When I first started digging into classic Doctor Who last October (in preparation for the upcoming 50th Anniversary special) I scoured the web for blogs that could help point me in the direction of some of the series’ most essential stories. The goal was to watch at least one episode from every Doctor’s era (including the 1996 TV movie), and with 239 stories from which to choose I needed a little guidance. If you’re interested, here’s a great Doctor-by-Doctor guide from The Nerdist and another from WhatCulture.com.

What I didn’t understand at first was why some of these stories were so universally celebrated. For instance, everyone just raved and raved about “Tomb Of The Cybermen,” but when I got around to watching this Troughton classic I left the story feeling kinda…meh. I just didn’t see the big deal. Now, 43 stories into my marathon, I can officially say that I get it, and “The Krotons” is a perfect example of what I’m talking about.

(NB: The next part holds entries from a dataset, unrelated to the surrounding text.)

/// How many content bytes we can store without touching the heap.
///
/// One extra slot is reserved for the NUL terminator, so the inline region
/// is 16 bytes wide in total.
pub const INLINE_CAP: usize = 15;

/// A buffer whose content lives directly inside the struct.
///
/// Invariant: `buf[len] == 0` at all times, so `buf[..=len]` is always a
/// valid NUL-terminated sequence.
#[repr(C)]
#[derive(Debug, Copy, Clone)]
pub struct InlineBuf {
    buf: [u8; INLINE_CAP + 1],
    len: u8,
}

impl InlineBuf {
    #[inline]
    pub const fn empty() -> Self {
        InlineBuf {
            buf: [0; INLINE_CAP + 1],
            len: 0,
        }
    }

    #[inline]
    pub fn new(bytes: &[u8]) -> Self {
        debug_assert!(bytes.len() <= INLINE_CAP);

        let len = bytes.len();
        let mut buf = [0u8; INLINE_CAP + 1];
        buf[..len].copy_from_slice(bytes);
        // the array is zero-initialized, so `buf[len]` is already the terminator

        InlineBuf { buf, len: len as u8 }
    }

    #[inline(always)]
    pub fn len(&self) -> usize {
        self.len as usize
    }

    #[inline]
    pub const fn capacity(&self) -> usize {
        INLINE_CAP
    }

    #[inline]
    pub fn as_slice(&self) -> &[u8] {
        &self.buf[..self.len as usize]
    }

    /// The content plus the trailing NUL.
    #[inline]
    pub fn as_slice_with_nul(&self) -> &[u8] {
        &self.buf[..self.len as usize + 1]
    }

    #[inline]
    pub fn as_ptr(&self) -> *const u8 {
        self.buf.as_ptr()
    }

    #[inline]
    pub fn as_mut_ptr(&mut self) -> *mut u8 {
        self.buf.as_mut_ptr()
    }

    /// Sets the logical length and rewrites the terminator.
    ///
    /// # Safety
    /// * `len` must be at most [`INLINE_CAP`]
    /// * the bytes at `..len` must be initialized
    #[inline]
    pub unsafe fn set_len(&mut self, len: usize) {
        debug_assert!(len <= INLINE_CAP);

        self.len = len as u8;
        self.buf[len] = 0;
    }
}

static_assertions::const_assert_eq!(core::mem::size_of::<InlineBuf>(), INLINE_CAP + 2);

This story marks the first effort from writer Robert Holmes, who would go on to pen a host of celebrated classics like “Pyramids of Mars”, “The Deadly Assassin”, and “The Caves of Androzani.” Holmes is widely regarded as one of the show’s most interesting and engaging writers, a fact that gave me a false sense of hope going into “The Krotons.” With Homles’ name attached to it I figured this one had to be pretty good. Alas, my expectations were left sadly unmatched by the story.

The thing is “The Krotons” isn’t a bad story. Believe me, I’ve seen a lot worse. It’s relatively taut (only four episodes long) and the plot moves along at a rather brisk clip. But on the whole it’s a more-or-less mediocre romp that, to my mind, serves to remind us why other stories in the classic Who oeuvre are considered to be veritable masterpieces by comparison. A story like “Tomb of the Cybermen” not only provides us with a haunting plot, menacing villains, and very clever direction, but it also gives us some intriguing new layers to the Doctor’s character and an internal conflict between saving the day and satisfying his insatiable lust for knowledge (a compelling conceit that is often a hallmark of what makes contemporary Doctor Who stories so fascinating). Consider, for instance, this brilliant bit of introspection from “Tomb of the Cybermen”:

“The Krotons”, by comparison, doesn’t have anything of the sort.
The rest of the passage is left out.